- Exercise details
Select all lines in the records that include "triangles".

- Source material
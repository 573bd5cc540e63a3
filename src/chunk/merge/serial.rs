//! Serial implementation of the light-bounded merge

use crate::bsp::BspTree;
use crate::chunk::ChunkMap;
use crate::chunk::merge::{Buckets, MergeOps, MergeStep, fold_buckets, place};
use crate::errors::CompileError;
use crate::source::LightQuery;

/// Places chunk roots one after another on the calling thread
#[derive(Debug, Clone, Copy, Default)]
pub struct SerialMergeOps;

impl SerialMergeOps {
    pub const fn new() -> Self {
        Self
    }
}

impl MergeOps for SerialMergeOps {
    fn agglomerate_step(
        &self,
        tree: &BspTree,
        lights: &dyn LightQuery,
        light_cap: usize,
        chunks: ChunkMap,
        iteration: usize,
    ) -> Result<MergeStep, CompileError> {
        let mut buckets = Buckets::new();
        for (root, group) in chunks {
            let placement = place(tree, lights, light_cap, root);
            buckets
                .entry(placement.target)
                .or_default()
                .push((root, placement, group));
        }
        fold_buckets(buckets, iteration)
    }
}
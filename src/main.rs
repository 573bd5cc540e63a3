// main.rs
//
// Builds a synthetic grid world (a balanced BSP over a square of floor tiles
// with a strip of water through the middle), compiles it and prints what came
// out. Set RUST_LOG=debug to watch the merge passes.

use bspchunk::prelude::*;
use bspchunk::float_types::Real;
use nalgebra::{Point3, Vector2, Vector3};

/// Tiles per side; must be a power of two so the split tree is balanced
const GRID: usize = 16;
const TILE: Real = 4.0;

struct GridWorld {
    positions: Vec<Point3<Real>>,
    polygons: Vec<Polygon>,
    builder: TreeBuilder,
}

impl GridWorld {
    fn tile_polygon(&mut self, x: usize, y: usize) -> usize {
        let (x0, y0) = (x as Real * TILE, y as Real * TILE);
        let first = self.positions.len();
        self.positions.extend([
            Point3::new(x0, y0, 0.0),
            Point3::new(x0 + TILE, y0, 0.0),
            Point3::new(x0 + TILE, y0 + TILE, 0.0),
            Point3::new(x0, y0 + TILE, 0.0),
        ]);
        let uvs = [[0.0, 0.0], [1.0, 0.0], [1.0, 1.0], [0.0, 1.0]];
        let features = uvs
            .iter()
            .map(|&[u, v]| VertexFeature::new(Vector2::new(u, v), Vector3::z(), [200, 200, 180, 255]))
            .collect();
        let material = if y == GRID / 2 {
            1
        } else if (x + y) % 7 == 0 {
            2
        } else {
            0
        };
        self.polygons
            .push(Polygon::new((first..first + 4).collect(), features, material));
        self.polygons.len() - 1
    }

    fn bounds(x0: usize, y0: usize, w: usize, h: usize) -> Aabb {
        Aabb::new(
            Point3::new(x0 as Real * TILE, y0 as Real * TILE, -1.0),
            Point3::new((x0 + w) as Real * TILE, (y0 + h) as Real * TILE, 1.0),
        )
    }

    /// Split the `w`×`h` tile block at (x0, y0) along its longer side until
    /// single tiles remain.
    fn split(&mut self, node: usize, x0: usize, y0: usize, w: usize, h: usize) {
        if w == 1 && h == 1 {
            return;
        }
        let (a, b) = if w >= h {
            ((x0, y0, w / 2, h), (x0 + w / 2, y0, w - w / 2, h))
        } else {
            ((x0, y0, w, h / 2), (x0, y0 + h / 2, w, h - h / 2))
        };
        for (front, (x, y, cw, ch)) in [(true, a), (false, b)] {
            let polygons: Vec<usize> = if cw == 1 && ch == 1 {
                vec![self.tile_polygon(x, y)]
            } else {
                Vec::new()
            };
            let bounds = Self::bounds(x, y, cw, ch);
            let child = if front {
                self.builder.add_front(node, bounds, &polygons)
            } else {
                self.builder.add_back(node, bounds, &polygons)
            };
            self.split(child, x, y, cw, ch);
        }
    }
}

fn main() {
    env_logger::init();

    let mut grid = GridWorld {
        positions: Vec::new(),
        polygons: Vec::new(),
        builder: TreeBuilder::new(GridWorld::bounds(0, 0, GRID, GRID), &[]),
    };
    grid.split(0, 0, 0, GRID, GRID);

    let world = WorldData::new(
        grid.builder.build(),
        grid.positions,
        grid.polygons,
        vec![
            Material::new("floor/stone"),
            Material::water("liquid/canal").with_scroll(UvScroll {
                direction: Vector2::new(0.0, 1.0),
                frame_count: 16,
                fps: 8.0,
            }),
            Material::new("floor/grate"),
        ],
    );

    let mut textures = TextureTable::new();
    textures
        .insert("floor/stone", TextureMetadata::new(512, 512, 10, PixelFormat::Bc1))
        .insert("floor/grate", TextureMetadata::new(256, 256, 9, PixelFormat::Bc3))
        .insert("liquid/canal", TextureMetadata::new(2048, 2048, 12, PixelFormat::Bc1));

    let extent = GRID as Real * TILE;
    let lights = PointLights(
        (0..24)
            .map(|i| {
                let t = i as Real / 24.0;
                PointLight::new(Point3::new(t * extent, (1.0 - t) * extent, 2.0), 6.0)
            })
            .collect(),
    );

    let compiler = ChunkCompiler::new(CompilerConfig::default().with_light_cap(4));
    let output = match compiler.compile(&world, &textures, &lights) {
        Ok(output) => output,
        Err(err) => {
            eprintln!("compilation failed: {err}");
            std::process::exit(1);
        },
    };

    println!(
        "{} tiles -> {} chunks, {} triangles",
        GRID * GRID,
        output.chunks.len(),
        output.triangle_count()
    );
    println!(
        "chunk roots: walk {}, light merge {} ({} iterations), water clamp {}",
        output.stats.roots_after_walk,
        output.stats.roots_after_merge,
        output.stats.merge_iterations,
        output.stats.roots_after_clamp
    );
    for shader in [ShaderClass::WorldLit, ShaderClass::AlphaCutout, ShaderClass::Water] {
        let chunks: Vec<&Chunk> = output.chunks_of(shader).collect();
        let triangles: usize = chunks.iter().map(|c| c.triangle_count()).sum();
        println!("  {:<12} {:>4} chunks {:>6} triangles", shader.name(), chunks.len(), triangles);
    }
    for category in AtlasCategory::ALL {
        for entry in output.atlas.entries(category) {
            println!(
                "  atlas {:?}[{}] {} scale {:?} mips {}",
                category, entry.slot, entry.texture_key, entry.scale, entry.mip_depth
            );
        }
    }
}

- Response to this task
        "{} tiles -> {} chunks, {} triangles",
        let triangles: usize = chunks.iter().map(|c| c.triangle_count()).sum();
        println!("  {:<12} {:>4} chunks {:>6} triangles", shader.name(), chunks.len(), triangles);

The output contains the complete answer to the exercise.